PROBLEM STATEMENT >> Using the material below, work out how many lines contain "MaybeSync". Only the number is wanted.

——————————

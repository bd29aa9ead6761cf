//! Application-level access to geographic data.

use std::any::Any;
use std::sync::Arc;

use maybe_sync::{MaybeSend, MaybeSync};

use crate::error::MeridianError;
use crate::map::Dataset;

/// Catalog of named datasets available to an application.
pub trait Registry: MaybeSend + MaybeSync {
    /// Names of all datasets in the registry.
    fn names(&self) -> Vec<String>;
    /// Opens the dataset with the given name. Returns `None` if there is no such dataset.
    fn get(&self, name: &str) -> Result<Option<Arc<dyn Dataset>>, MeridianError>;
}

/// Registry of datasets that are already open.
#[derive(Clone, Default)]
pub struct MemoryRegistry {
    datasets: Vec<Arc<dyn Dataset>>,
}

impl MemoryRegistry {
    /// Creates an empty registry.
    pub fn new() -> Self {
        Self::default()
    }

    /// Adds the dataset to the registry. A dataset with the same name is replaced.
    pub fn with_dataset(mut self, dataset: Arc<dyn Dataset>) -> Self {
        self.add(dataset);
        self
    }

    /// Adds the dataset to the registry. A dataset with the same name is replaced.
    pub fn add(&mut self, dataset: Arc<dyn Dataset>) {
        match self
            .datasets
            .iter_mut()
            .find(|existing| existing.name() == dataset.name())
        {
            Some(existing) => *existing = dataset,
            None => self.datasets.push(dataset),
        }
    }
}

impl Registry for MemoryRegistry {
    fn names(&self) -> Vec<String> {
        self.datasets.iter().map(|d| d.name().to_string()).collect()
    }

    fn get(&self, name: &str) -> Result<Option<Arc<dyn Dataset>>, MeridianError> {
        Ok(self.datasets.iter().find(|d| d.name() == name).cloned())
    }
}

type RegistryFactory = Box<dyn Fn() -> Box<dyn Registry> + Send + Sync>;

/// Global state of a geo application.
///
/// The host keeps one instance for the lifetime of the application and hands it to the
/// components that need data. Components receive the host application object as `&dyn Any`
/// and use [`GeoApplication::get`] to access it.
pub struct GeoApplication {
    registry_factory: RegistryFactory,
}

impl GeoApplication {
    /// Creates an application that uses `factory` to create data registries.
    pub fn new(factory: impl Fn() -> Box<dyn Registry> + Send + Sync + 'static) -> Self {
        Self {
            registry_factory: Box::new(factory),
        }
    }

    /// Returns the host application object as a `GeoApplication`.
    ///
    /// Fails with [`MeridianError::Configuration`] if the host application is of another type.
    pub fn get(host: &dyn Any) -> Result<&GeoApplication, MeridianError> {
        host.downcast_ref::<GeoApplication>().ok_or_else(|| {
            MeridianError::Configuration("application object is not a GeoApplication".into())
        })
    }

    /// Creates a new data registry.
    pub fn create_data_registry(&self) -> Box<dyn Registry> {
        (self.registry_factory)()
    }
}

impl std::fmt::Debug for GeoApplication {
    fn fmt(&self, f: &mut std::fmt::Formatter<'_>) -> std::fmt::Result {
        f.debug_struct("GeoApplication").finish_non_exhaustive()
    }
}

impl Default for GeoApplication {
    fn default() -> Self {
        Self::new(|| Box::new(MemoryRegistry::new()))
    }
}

——————————

RESULT OF THE TASK >> 2